Easter Island people weren't so isolated after all: They sailed to the Americas long before the Europeans

The ancient Polynesian people who lived on Easter Island, who were known as Rapa Nui, were believed to be isolated because of their location. The island is in the middle of the Pacific and 1,100 miles from its closest neighboring island.

It appears, however, that the inhabitants of Easter Island were not as lonely and isolated as previously believed. A new genetic study suggests that these ancient people and South American natives interacted with each other long before the Europeans sailed to the Pacific.

Researchers who conducted the study, published in the journal Current Biology on Oct. 23, contend that the genes of living Easter Islanders offer evidence that there were significant contacts between Polynesians in Easter Island and Native Americans hundreds of years prior to the arrival of Westerners in 1722.

Circumstantial evidence already hinted of such contact, such as Polynesia having crops that were native to the Americas. The new study, which looked at the genomes of 27 living Rapa Nui islanders, offers the first genetic evidence of these events.

The study suggests there was intermixing that occurred between the Rapa Nui people and South Americans, which likely happened between A.D. 1300 and A.D. 1500. This means that the people of Rapa Nui may have traveled to South America or the natives from South America traveled to Easter Island.

"We found evidence of gene flow between this population and Native American populations, suggesting an ancient ocean migration route between Polynesia and the Americas," said study researcher Anna-Sapfo Malaspinas, a geneticist from the University of Copenhagen's Centre for Geogenetics.

The researchers believe it was probably the Rapa Nui people, also known for carving and erecting the monolithic human figures called Moai around Easter Island, who made the grueling round trips using wooden outrigger canoes.

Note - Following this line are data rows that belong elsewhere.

//! Outbound mail gated by the configured allow-list.

use crate::integrations::CollaboratorResult;
use crate::settings::ConferenceSettings;
use log::info;

/// Mail as written by the caller; unset fields fall back to settings.
#[derive(Debug, Clone, Default, PartialEq, Eq)]
pub struct MailDraft {
    pub subject: String,
    pub body: String,
    pub from_email: Option<String>,
    pub recipient_list: Option<Vec<String>>,
}

/// Fully addressed message handed to the transport.
#[derive(Debug, Clone, PartialEq, Eq)]
pub struct MailMessage {
    pub subject: String,
    pub body: String,
    pub from_email: String,
    pub recipient_list: Vec<String>,
}

/// Mail transport (SMTP client, test outbox...).
pub trait Mailer {
    fn send(&self, message: &MailMessage) -> CollaboratorResult<()>;
}

/// Sends `draft` unless mail is disabled.
///
/// Mail is disabled when `settings.send_email_to` is empty, unless `force`
/// is set. Returns whether a message reached the mailer.
///
/// # Errors
/// - Propagates transport errors from `mailer`.
pub fn send_email(
    mailer: &impl Mailer,
    settings: &ConferenceSettings,
    force: bool,
    draft: MailDraft,
) -> CollaboratorResult<bool> {
    if !force && settings.send_email_to.is_empty() {
        info!("event=mail_send module=integrations status=skipped reason=no_allow_list");
        return Ok(false);
    }

    let message = MailMessage {
        subject: draft.subject,
        body: draft.body,
        from_email: draft
            .from_email
            .unwrap_or_else(|| settings.default_from_email.clone()),
        recipient_list: draft
            .recipient_list
            .unwrap_or_else(|| settings.send_email_to.clone()),
    };
    mailer.send(&message)?;
    info!(
        "event=mail_send module=integrations status=ok recipients={}",
        message.recipient_list.len()
    );
    Ok(true)
}
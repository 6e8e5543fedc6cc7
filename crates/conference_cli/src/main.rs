//! Conference toolkit entry point.
//!
//! # Responsibility
//! - Build a timetable from a JSON schedule file and print it by time, then
//!   print accumulated overlap diagnostics as JSON lines.
//! - Rank talks through the configured vote engine.
//! - Render badges through the configured badge program.
//!
//! Usage:
//! - `conference_cli <schedule.json> [settings.json]`
//! - `conference_cli rank <ballots.json> [settings.json]`
//! - `conference_cli badges <groups.json> [settings.json]`
//!
//! File logging starts when `CONFERENCE_LOG_DIR` names an absolute directory.

use chrono::NaiveTime;
use conference_core::{
    ranking_of_talks, render_badges, BallotTalk, CellView, ConferenceSettings,
    ProcessRankingEngine, TalkVote, TicketGroup, TimeTable,
};
use serde::Deserialize;
use std::error::Error;
use std::process::ExitCode;

const USAGE: &str = "usage: conference_cli [rank|badges] <input.json> [settings.json]";

#[derive(Debug, Deserialize)]
struct Schedule {
    start: String,
    end: String,
    slot_minutes: Option<u32>,
    tracks: Vec<String>,
    #[serde(default)]
    events: Vec<ScheduledItem>,
}

#[derive(Debug, Deserialize)]
struct ScheduledItem {
    time: String,
    title: String,
    /// Minutes; omitted for flexible items.
    duration: Option<u32>,
    tracks: Vec<String>,
}

#[derive(Debug, Deserialize)]
struct Ballots {
    talks: Vec<BallotTalk>,
    #[serde(default)]
    votes: Vec<TalkVote>,
}

fn main() -> ExitCode {
    let args: Vec<String> = std::env::args().skip(1).collect();
    let (command, rest) = match args.first().map(String::as_str) {
        Some("rank") => (Command::Rank, &args[1..]),
        Some("badges") => (Command::Badges, &args[1..]),
        _ => (Command::Timetable, &args[..]),
    };
    let Some(input_path) = rest.first() else {
        eprintln!("{USAGE}");
        return ExitCode::from(2);
    };

    match run(command, input_path, rest.get(1).map(String::as_str)) {
        Ok(()) => ExitCode::SUCCESS,
        Err(err) => {
            eprintln!("error: {err}");
            ExitCode::FAILURE
        }
    }
}

#[derive(Debug, Clone, Copy)]
enum Command {
    Timetable,
    Rank,
    Badges,
}

fn run(command: Command, input_path: &str, settings_path: Option<&str>) -> Result<(), Box<dyn Error>> {
    if let Some(log_dir) = std::env::var_os("CONFERENCE_LOG_DIR") {
        conference_core::init_logging(conference_core::default_log_level(), log_dir)?;
    }
    let settings = match settings_path {
        Some(path) => ConferenceSettings::load(path)?,
        None => ConferenceSettings::default(),
    };
    let input = std::fs::read_to_string(input_path)?;

    match command {
        Command::Timetable => print_timetable(&settings, serde_json::from_str(&input)?),
        Command::Rank => print_ranking(&settings, serde_json::from_str(&input)?),
        Command::Badges => print_badges(&settings, serde_json::from_str(&input)?),
    }
}

fn print_timetable(settings: &ConferenceSettings, schedule: Schedule) -> Result<(), Box<dyn Error>> {
    let mut table = TimeTable::with_slot_length(
        (clock(&schedule.start)?, clock(&schedule.end)?),
        schedule.tracks.clone(),
        schedule.slot_minutes.unwrap_or(settings.slot_minutes),
    )?;
    for item in &schedule.events {
        table.set_event(clock(&item.time)?, item.title.clone(), item.duration, &item.tracks)?;
    }

    println!("conference_core version={}", conference_core::core_version());
    println!("time  | {}", schedule.tracks.join(" | "));
    for line in table.by_times() {
        let cells: Vec<String> = line
            .cells
            .iter()
            .map(|position| match position.cell {
                None => "-".to_string(),
                Some(CellView::Anchor(anchor)) => anchor.payload.clone(),
                Some(CellView::Secondary { anchor, .. }) => format!("({})", anchor.payload),
            })
            .collect();
        println!("{} | {}", line.time.format("%H:%M"), cells.join(" | "));
    }

    for diagnostic in table.errors() {
        println!("{}", serde_json::to_string(diagnostic)?);
    }
    Ok(())
}

fn print_ranking(settings: &ConferenceSettings, ballots: Ballots) -> Result<(), Box<dyn Error>> {
    let engine = ProcessRankingEngine::from_settings(settings);
    let ranked = ranking_of_talks(&engine, &ballots.talks, &ballots.votes, settings.missing_vote);
    for (position, talk) in ranked.iter().enumerate() {
        println!("{}. [{}] {}", position + 1, talk.id, talk.title);
    }
    Ok(())
}

fn print_badges(settings: &ConferenceSettings, groups: Vec<TicketGroup>) -> Result<(), Box<dyn Error>> {
    for artifact in render_badges(&settings.badge_program, &groups, &[])? {
        let (_, path) = artifact.keep()?;
        println!("{}", path.display());
    }
    Ok(())
}

fn clock(value: &str) -> Result<NaiveTime, chrono::ParseError> {
    NaiveTime::parse_from_str(value, "%H:%M")
}
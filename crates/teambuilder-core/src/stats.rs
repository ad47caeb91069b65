//! Per-party composition counts.

use crate::catalog::CharacterCatalog;
use crate::types::{Attribute, Team};

/// Label used for a party that has no display label
pub const UNLABELED_PARTY: &str = "Team";

#[derive(Debug, Clone, PartialEq, Eq)]
pub struct PartyStats {
    pub party: usize,
    pub label: String,
    /// Attribute counts, most common first
    pub attributes: Vec<(Attribute, usize)>,
    /// Specialty counts, most common first
    pub specialties: Vec<(String, usize)>,
}

/// Stats for every party that has at least one known character.
///
/// Ties keep first-seen order. Ids missing from the catalog are skipped.
pub fn team_stats(team: &Team, catalog: &CharacterCatalog) -> Vec<PartyStats> {
    let layout = team.layout();

    team.parties()
        .enumerate()
        .filter_map(|(party, slots)| {
            let members: Vec<_> = slots
                .iter()
                .flatten()
                .filter_map(|id| catalog.get(id))
                .collect();
            if members.is_empty() {
                return None;
            }

            let mut attributes = Vec::new();
            let mut specialties = Vec::new();
            for member in &members {
                bump(&mut attributes, member.attribute);
                for specialty in &member.specialties {
                    bump(&mut specialties, specialty.clone());
                }
            }
            // Stable sort keeps first-seen order among equal counts
            attributes.sort_by(|a, b| b.1.cmp(&a.1));
            specialties.sort_by(|a, b| b.1.cmp(&a.1));

            Some(PartyStats {
                party,
                label: layout
                    .party_label(party)
                    .unwrap_or(UNLABELED_PARTY)
                    .to_string(),
                attributes,
                specialties,
            })
        })
        .collect()
}

fn bump<K: PartialEq>(counts: &mut Vec<(K, usize)>, key: K) {
    match counts.iter_mut().find(|(k, _)| *k == key) {
        Some((_, count)) => *count += 1,
        None => counts.push((key, 1)),
    }
}
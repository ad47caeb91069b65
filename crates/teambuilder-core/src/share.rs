//! Share links
//!
//! A share link is the page address with the team token as its fragment:
//! `<origin><path>#<token>`. A link without a fragment simply carries no
//! team, which is not an error.

use crate::codec;
use crate::error::{DecodeError, TeamResult};
use crate::layout::Mode;
use crate::types::Team;

/// Builds and parses share links against a fixed base address.
#[derive(Debug, Clone, PartialEq, Eq)]
pub struct ShareLinkBuilder {
    base: String,
}

impl ShareLinkBuilder {
    /// Use `base` (origin + path) as the link prefix. Any fragment already on
    /// `base` is dropped.
    pub fn new(base: impl Into<String>) -> Self {
        let mut base = base.into();
        if let Some(hash) = base.find('#') {
            base.truncate(hash);
        }
        Self { base }
    }

    /// Join a page origin and path, e.g. `https://example.com` + `/team/`.
    pub fn from_parts(origin: &str, path: &str) -> Self {
        Self::new(format!("{}{}", origin, path))
    }

    pub fn base(&self) -> &str {
        &self.base
    }

    /// `base#token` for a team.
    pub fn build_url(&self, team: &Team) -> TeamResult<String> {
        let token = codec::encode(team)?;
        Ok(format!("{}#{}", self.base, token))
    }
}

/// Read the team out of a share link.
///
/// Returns `Ok(None)` when the link has no fragment or an empty one.
///
/// # Errors
///
/// Any [`DecodeError`] from a fragment that is present but not a valid token.
pub fn parse_url(url: &str) -> Result<Option<Team>, DecodeError> {
    let fragment = match url.split_once('#') {
        Some((_, fragment)) => fragment.trim(),
        None => return Ok(None),
    };

    if fragment.is_empty() {
        return Ok(None);
    }

    codec::decode(fragment).map(Some)
}

/// Read a team from either a full share link or a bare pasted token.
///
/// Blank input carries no team.
pub fn parse_input(input: &str) -> Result<Option<Team>, DecodeError> {
    let input = input.trim();
    if input.is_empty() {
        return Ok(None);
    }

    if input.contains('#') {
        parse_url(input)
    } else {
        codec::decode(input).map(Some)
    }
}

/// What a share dialog shows next to the code
#[derive(Debug, Clone, PartialEq, Eq)]
pub struct ShareSummary {
    pub name: String,
    pub mode: Mode,
    pub character_count: usize,
    pub description: String,
}

impl ShareSummary {
    pub fn of(team: &Team) -> Self {
        Self {
            name: team.name.clone(),
            mode: team.mode(),
            character_count: team.filled_count(),
            description: team.description.clone(),
        }
    }
}
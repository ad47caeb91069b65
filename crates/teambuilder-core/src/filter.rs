//! Catalog filtering
//!
//! All criteria must hold at once: name search, one optional attribute, one
//! optional damage type, and every selected specialty and tag.

use crate::types::{Attribute, Character, DamageType};

#[derive(Debug, Clone, Default, PartialEq, Eq)]
pub struct CharacterFilter {
    /// Case-insensitive substring of the character name
    pub search: String,
    pub attribute: Option<Attribute>,
    pub damage_type: Option<DamageType>,
    /// Required specialties (all of them)
    pub specialties: Vec<String>,
    /// Required tags (all of them)
    pub tags: Vec<String>,
}

impl CharacterFilter {
    pub fn new() -> Self {
        Self::default()
    }

    pub fn with_search(mut self, search: impl Into<String>) -> Self {
        self.search = search.into();
        self
    }

    pub fn with_attribute(mut self, attribute: Attribute) -> Self {
        self.attribute = Some(attribute);
        self
    }

    pub fn with_damage_type(mut self, damage_type: DamageType) -> Self {
        self.damage_type = Some(damage_type);
        self
    }

    pub fn with_specialty(mut self, specialty: impl Into<String>) -> Self {
        self.specialties.push(specialty.into());
        self
    }

    pub fn with_tag(mut self, tag: impl Into<String>) -> Self {
        self.tags.push(tag.into());
        self
    }

    /// Select an attribute, or clear it when it is already selected.
    pub fn toggle_attribute(&mut self, attribute: Attribute) {
        self.attribute = if self.attribute == Some(attribute) {
            None
        } else {
            Some(attribute)
        };
    }

    /// Select a damage type, or clear it when it is already selected.
    pub fn toggle_damage_type(&mut self, damage_type: DamageType) {
        self.damage_type = if self.damage_type == Some(damage_type) {
            None
        } else {
            Some(damage_type)
        };
    }

    /// Check or uncheck a specialty box.
    pub fn toggle_specialty(&mut self, specialty: &str) {
        toggle_entry(&mut self.specialties, specialty);
    }

    /// Check or uncheck a tag box.
    pub fn toggle_tag(&mut self, tag: &str) {
        toggle_entry(&mut self.tags, tag);
    }

    pub fn matches(&self, character: &Character) -> bool {
        let search = self.search.to_lowercase();

        character.name.to_lowercase().contains(&search)
            && self.attribute.map_or(true, |a| character.attribute == a)
            && self.damage_type.map_or(true, |d| character.damage_type == d)
            && self
                .specialties
                .iter()
                .all(|spec| character.specialties.contains(spec))
            && self.tags.iter().all(|tag| character.tags.contains(tag))
    }
}

fn toggle_entry(entries: &mut Vec<String>, value: &str) {
    if let Some(position) = entries.iter().position(|e| e == value) {
        entries.remove(position);
    } else {
        entries.push(value.to_string());
    }
}
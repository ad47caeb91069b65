//! Slot reconciliation
//!
//! Turns a decoded or loaded [`Team`] into one instruction per slot for
//! whatever surface displays the grid. Ids the catalog does not know are
//! cleared, so a stale share link can never leave a dangling reference in
//! slot state.

use crate::catalog::CharacterCatalog;
use crate::types::{Character, Team};

/// What to do with one slot
#[derive(Debug, Clone, Copy, PartialEq, Eq)]
pub enum SlotInstruction<'a> {
    /// Show this character in the slot
    Fill(usize, &'a Character),
    /// Show the slot as empty
    Clear(usize),
}

impl SlotInstruction<'_> {
    pub fn index(&self) -> usize {
        match self {
            SlotInstruction::Fill(index, _) | SlotInstruction::Clear(index) => *index,
        }
    }
}

/// One instruction per slot, in index order.
pub fn reconcile<'a>(team: &Team, catalog: &'a CharacterCatalog) -> Vec<SlotInstruction<'a>> {
    team.slots()
        .iter()
        .enumerate()
        .map(|(index, slot)| match slot {
            None => SlotInstruction::Clear(index),
            Some(id) => match catalog.get(id) {
                Some(character) => SlotInstruction::Fill(index, character),
                None => {
                    tracing::debug!(index, id = %id, "Unknown character in slot, clearing");
                    SlotInstruction::Clear(index)
                }
            },
        })
        .collect()
}

#[cfg(test)]
mod tests {
    use super::*;
    use crate::layout::Mode;
    use crate::types::{Attribute, CharacterId, DamageType};

    fn catalog() -> CharacterCatalog {
        ["3003", "3004"]
            .into_iter()
            .map(|id| Character {
                id: CharacterId::from(id),
                name: format!("Character {}", id),
                rarity: 6,
                attribute: Attribute::Spirit,
                damage_type: DamageType::Reality,
                specialties: Vec::new(),
                tags: Vec::new(),
            })
            .collect()
    }

    #[test]
    fn test_one_instruction_per_slot() {
        let catalog = catalog();
        for mode in Mode::ALL {
            let team = Team::new(mode);
            let instructions = reconcile(&team, &catalog);
            assert_eq!(instructions.len(), mode.layout().total_slots);
            assert!(instructions
                .iter()
                .enumerate()
                .all(|(i, ins)| *ins == SlotInstruction::Clear(i)));
        }
    }

    #[test]
    fn test_known_fills_unknown_clears() {
        let catalog = catalog();
        let team = Team::from_slots(
            Mode::Standard,
            vec![
                None,
                Some(CharacterId::from("3004")),
                Some(CharacterId::from("gone")),
                Some(CharacterId::from("3003")),
            ],
        );

        let instructions = reconcile(&team, &catalog);
        assert_eq!(instructions[0], SlotInstruction::Clear(0));
        assert!(matches!(instructions[1], SlotInstruction::Fill(1, c) if c.id.as_str() == "3004"));
        assert_eq!(instructions[2], SlotInstruction::Clear(2));
        assert!(matches!(instructions[3], SlotInstruction::Fill(3, c) if c.id.as_str() == "3003"));
        assert_eq!(
            instructions.iter().map(SlotInstruction::index).collect::<Vec<_>>(),
            vec![0, 1, 2, 3]
        );
    }

    #[test]
    fn test_id_match_is_exact() {
        let catalog = catalog();
        let team = Team::from_slots(Mode::Standard, vec![Some(CharacterId::from(" 3003"))]);
        assert_eq!(reconcile(&team, &catalog)[0], SlotInstruction::Clear(0));
    }
}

Malaspinas and colleagues also said that the mixing of the Rapa Nui and South American natives may have happened 19 to 23 generations ago. This finding is based on their study, which showed how the genetic ancestry of the Rapa Nui people of today is about 75 percent Polynesian, 15 percent European and 10 percent Native American.

"We found a mostly Polynesian ancestry among Rapa Nui and detected genome-wide patterns consistent with Native American and European admixture," the researchers wrote. "By considering the distribution of local ancestry tracts of eight unrelated Rapa Nui, we found statistical support for Native American admixture dating to AD 1280-1495 and European admixture dating to AD 1850-1895."